EXERCISE GOAL: Where the word "WinAnsiEncoding" shows up in the entries below, please copy the whole line.

DATA TO USE:
____________________
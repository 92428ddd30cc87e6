use std::collections::HashMap;
use std::io::Write;
use std::path::Path;

use encoding_rs::WINDOWS_1252;
use flate2::{write::ZlibEncoder, Compression};
use image::GenericImageView;
use lopdf::content::{Content, Operation};
use lopdf::{dictionary, Dictionary, Document, Object, ObjectId, Stream};

use crate::error::Result;
use crate::models::message::Message;

// US Letter, in points.
pub const PAGE_WIDTH: i64 = 612;
pub const PAGE_HEIGHT: i64 = 792;
pub const MARGIN: i64 = 50;
pub const TOP: i64 = PAGE_HEIGHT - MARGIN;

pub const TITLE: &str = "Chat History";
pub const FONT_SIZE: i64 = 12;
pub const TITLE_GAP: i64 = 30;
pub const LINE_HEIGHT: i64 = 15;
pub const WRAP_WIDTH: usize = 95;
pub const TEXT_GAP: i64 = 5;
pub const IMAGE_BOX_WIDTH: i64 = 288;
pub const IMAGE_BOX_HEIGHT: i64 = 216;
pub const IMAGE_GAP: i64 = 20;
// Embedded pictures keep twice the box resolution at most.
const MAX_IMAGE_PIXELS: (u32, u32) = (2 * IMAGE_BOX_WIDTH as u32, 2 * IMAGE_BOX_HEIGHT as u32);

#[derive(Debug, Clone, PartialEq, Eq)]
pub enum DrawOp {
    Text {
        x: i64,
        y: i64,
        text: String,
    },
    /// `entry` indexes the slice handed to [`layout`]; `y` is the lower edge.
    Image {
        entry: usize,
        x: i64,
        y: i64,
        width: i64,
        height: i64,
    },
}

#[derive(Debug, Default, Clone, PartialEq, Eq)]
pub struct Page {
    pub ops: Vec<DrawOp>,
}

/// One record prepared for the document.
#[derive(Debug, Clone)]
pub struct ExportEntry {
    pub header: String,
    pub lines: Vec<String>,
    /// Pixel size of an image that could be loaded.
    pub image_size: Option<(u32, u32)>,
}

struct Cursor {
    pages: Vec<Page>,
    y: i64,
}

impl Cursor {
    fn new() -> Self {
        Self {
            pages: vec![Page::default()],
            y: TOP,
        }
    }

    fn new_page(&mut self) {
        self.pages.push(Page::default());
        self.y = TOP;
    }

    fn push(&mut self, op: DrawOp) {
        if let Some(page) = self.pages.last_mut() {
            page.ops.push(op);
        }
    }

    fn line(&mut self, text: &str) {
        if self.y < MARGIN {
            self.new_page();
        }
        self.push(DrawOp::Text {
            x: MARGIN,
            y: self.y,
            text: text.to_string(),
        });
        self.y -= LINE_HEIGHT;
    }

    fn image(&mut self, entry: usize, (px_width, px_height): (u32, u32)) {
        if self.y - IMAGE_BOX_HEIGHT < MARGIN {
            self.new_page();
        }
        let (width, height) = fit_in_box(px_width, px_height);
        self.push(DrawOp::Image {
            entry,
            x: MARGIN,
            y: self.y - height,
            width,
            height,
        });
        self.y -= IMAGE_BOX_HEIGHT + IMAGE_GAP;
    }
}

/// Places the title and every entry top to bottom, breaking pages whenever
/// the next line or image box does not fit above the bottom margin.
pub fn layout(entries: &[ExportEntry]) -> Vec<Page> {
    let mut cursor = Cursor::new();
    cursor.push(DrawOp::Text {
        x: MARGIN,
        y: cursor.y,
        text: TITLE.to_string(),
    });
    cursor.y -= TITLE_GAP;

    for (idx, entry) in entries.iter().enumerate() {
        cursor.line(&entry.header);

        if !entry.lines.is_empty() {
            for line in &entry.lines {
                cursor.line(line);
            }
            cursor.y -= TEXT_GAP;
        }

        if let Some(size) = entry.image_size {
            cursor.image(idx, size);
        }
    }

    cursor.pages
}

/// Scales an image to fit the fixed box while keeping its aspect ratio.
fn fit_in_box(px_width: u32, px_height: u32) -> (i64, i64) {
    if px_width == 0 || px_height == 0 {
        return (IMAGE_BOX_WIDTH, IMAGE_BOX_HEIGHT);
    }
    let scale = f64::min(
        IMAGE_BOX_WIDTH as f64 / px_width as f64,
        IMAGE_BOX_HEIGHT as f64 / px_height as f64,
    );
    let width = ((px_width as f64 * scale).round() as i64).clamp(1, IMAGE_BOX_WIDTH);
    let height = ((px_height as f64 * scale).round() as i64).clamp(1, IMAGE_BOX_HEIGHT);
    (width, height)
}

/// Greedy word wrap on whitespace. A word longer than `width` first fills
/// what is left of the current line, then continues in `width` chunks.
pub fn wrap_text(text: &str, width: usize) -> Vec<String> {
    let width = width.max(1);
    let mut lines = Vec::new();
    let mut current = String::new();
    let mut current_len = 0;

    for word in text.split_whitespace() {
        let chars: Vec<char> = word.chars().collect();
        let mut rest = chars.as_slice();

        while !rest.is_empty() {
            let space_left = if current_len == 0 {
                width
            } else {
                width.saturating_sub(current_len + 1)
            };

            if rest.len() <= space_left {
                if current_len > 0 {
                    current.push(' ');
                    current_len += 1;
                }
                current.extend(rest.iter());
                current_len += rest.len();
                break;
            }

            if rest.len() > width && space_left > 0 {
                let (head, tail) = rest.split_at(space_left);
                if current_len > 0 {
                    current.push(' ');
                }
                current.extend(head.iter());
                rest = tail;
            }
            lines.push(std::mem::take(&mut current));
            current_len = 0;
        }
    }

    if current_len > 0 {
        lines.push(current);
    }
    lines
}

/// A picture ready for embedding: RGB samples, already deflated.
struct LoadedImage {
    width: u32,
    height: u32,
    data: Vec<u8>,
}

fn load_image(path: &Path) -> Result<LoadedImage> {
    let mut img = image::open(path)?;
    let (max_width, max_height) = MAX_IMAGE_PIXELS;
    let (width, height) = img.dimensions();
    if width > max_width || height > max_height {
        img = img.thumbnail(max_width, max_height);
    }

    let rgb = img.to_rgb8();
    let (width, height) = rgb.dimensions();
    Ok(LoadedImage {
        width,
        height,
        data: deflate(rgb.as_raw())?,
    })
}

pub struct ExportService;

impl ExportService {
    /// Renders every record, in the given order, into a PDF document.
    pub fn generate_pdf(messages: &[Message]) -> Result<Vec<u8>> {
        let mut images: HashMap<usize, LoadedImage> = HashMap::new();
        let mut entries = Vec::with_capacity(messages.len());

        for (idx, msg) in messages.iter().enumerate() {
            if let Some(path) = msg.file_path.as_deref() {
                match load_image(Path::new(path)) {
                    Ok(img) => {
                        images.insert(idx, img);
                    }
                    Err(e) => {
                        tracing::warn!(record_id = msg.id, path, error = %e, "Skipping image in export")
                    }
                }
            }

            entries.push(ExportEntry {
                header: format!(
                    "Chat ID: {}, Timestamp: {}",
                    msg.chat_id,
                    msg.timestamp.format("%Y-%m-%d %H:%M:%S")
                ),
                lines: msg
                    .message
                    .as_deref()
                    .map(|t| wrap_text(t, WRAP_WIDTH))
                    .unwrap_or_default(),
                image_size: images.get(&idx).map(|img| (img.width, img.height)),
            });
        }

        let pages = layout(&entries);
        tracing::info!(records = messages.len(), pages = pages.len(), "Rendering chat history");
        render(&pages, images)
    }
}

fn render(pages: &[Page], images: HashMap<usize, LoadedImage>) -> Result<Vec<u8>> {
    let mut doc = Document::with_version("1.5");
    let pages_id = doc.new_object_id();
    let font_id = doc.add_object(dictionary! {
        "Type" => "Font",
        "Subtype" => "Type1",
        "BaseFont" => "Helvetica",
        "Encoding" => "WinAnsiEncoding",
    });

    let mut image_ids: HashMap<usize, ObjectId> = HashMap::new();
    for (entry, img) in images {
        let stream = Stream::new(
            dictionary! {
                "Type" => "XObject",
                "Subtype" => "Image",
                "Width" => i64::from(img.width),
                "Height" => i64::from(img.height),
                "ColorSpace" => "DeviceRGB",
                "BitsPerComponent" => 8_i64,
                "Filter" => "FlateDecode",
            },
            img.data,
        );
        image_ids.insert(entry, doc.add_object(stream));
    }

    let mut kids: Vec<Object> = Vec::with_capacity(pages.len());
    for page in pages {
        let mut operations = Vec::new();
        let mut xobjects = Dictionary::new();

        for op in &page.ops {
            match op {
                DrawOp::Text { x, y, text } => {
                    operations.push(Operation::new("BT", vec![]));
                    operations.push(Operation::new("Tf", vec!["F1".into(), FONT_SIZE.into()]));
                    operations.push(Operation::new("Td", vec![(*x).into(), (*y).into()]));
                    operations.push(Operation::new(
                        "Tj",
                        vec![Object::string_literal(to_win_ansi(text))],
                    ));
                    operations.push(Operation::new("ET", vec![]));
                }
                DrawOp::Image {
                    entry,
                    x,
                    y,
                    width,
                    height,
                } => {
                    let Some(&image_id) = image_ids.get(entry) else {
                        continue;
                    };
                    let name = format!("Im{}", entry);
                    xobjects.set(name.clone(), image_id);
                    operations.push(Operation::new("q", vec![]));
                    operations.push(Operation::new(
                        "cm",
                        vec![
                            (*width).into(),
                            0_i64.into(),
                            0_i64.into(),
                            (*height).into(),
                            (*x).into(),
                            (*y).into(),
                        ],
                    ));
                    operations.push(Operation::new("Do", vec![Object::Name(name.into_bytes())]));
                    operations.push(Operation::new("Q", vec![]));
                }
            }
        }

        let content = Content { operations };
        let content_id = doc.add_object(Stream::new(dictionary! {}, content.encode()?));
        let page_id = doc.add_object(dictionary! {
            "Type" => "Page",
            "Parent" => pages_id,
            "Contents" => content_id,
            "Resources" => dictionary! {
                "Font" => dictionary! { "F1" => font_id },
                "XObject" => xobjects,
            },
        });
        kids.push(page_id.into());
    }

    let count = kids.len() as i64;
    doc.objects.insert(
        pages_id,
        Object::Dictionary(dictionary! {
            "Type" => "Pages",
            "Kids" => kids,
            "Count" => count,
            "MediaBox" => vec![0_i64.into(), 0_i64.into(), PAGE_WIDTH.into(), PAGE_HEIGHT.into()],
        }),
    );
    let catalog_id = doc.add_object(dictionary! {
        "Type" => "Catalog",
        "Pages" => pages_id,
    });
    doc.trailer.set("Root", catalog_id);

    let mut buffer = Vec::new();
    doc.save_to(&mut buffer)?;
    Ok(buffer)
}

fn deflate(data: &[u8]) -> Result<Vec<u8>> {
    let mut encoder = ZlibEncoder::new(Vec::new(), Compression::default());
    encoder.write_all(data)?;
    Ok(encoder.finish()?)
}

/// Encodes text for the WinAnsiEncoding font; anything cp1252 cannot
/// represent, control characters included, becomes `?`.
fn to_win_ansi(text: &str) -> Vec<u8> {
    let mut out = Vec::with_capacity(text.len());
    let mut buf = [0u8; 4];
    for c in text.chars() {
        if c.is_control() {
            out.push(b'?');
            continue;
        }
        let (bytes, _, unmappable) = WINDOWS_1252.encode(c.encode_utf8(&mut buf));
        match bytes.as_ref() {
            [byte] if !unmappable => out.push(*byte),
            _ => out.push(b'?'),
        }
    }
    out
}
____________________
EXPECTED ANSWER:
        "Encoding" => "WinAnsiEncoding",
/// Encodes text for the WinAnsiEncoding font; anything cp1252 cannot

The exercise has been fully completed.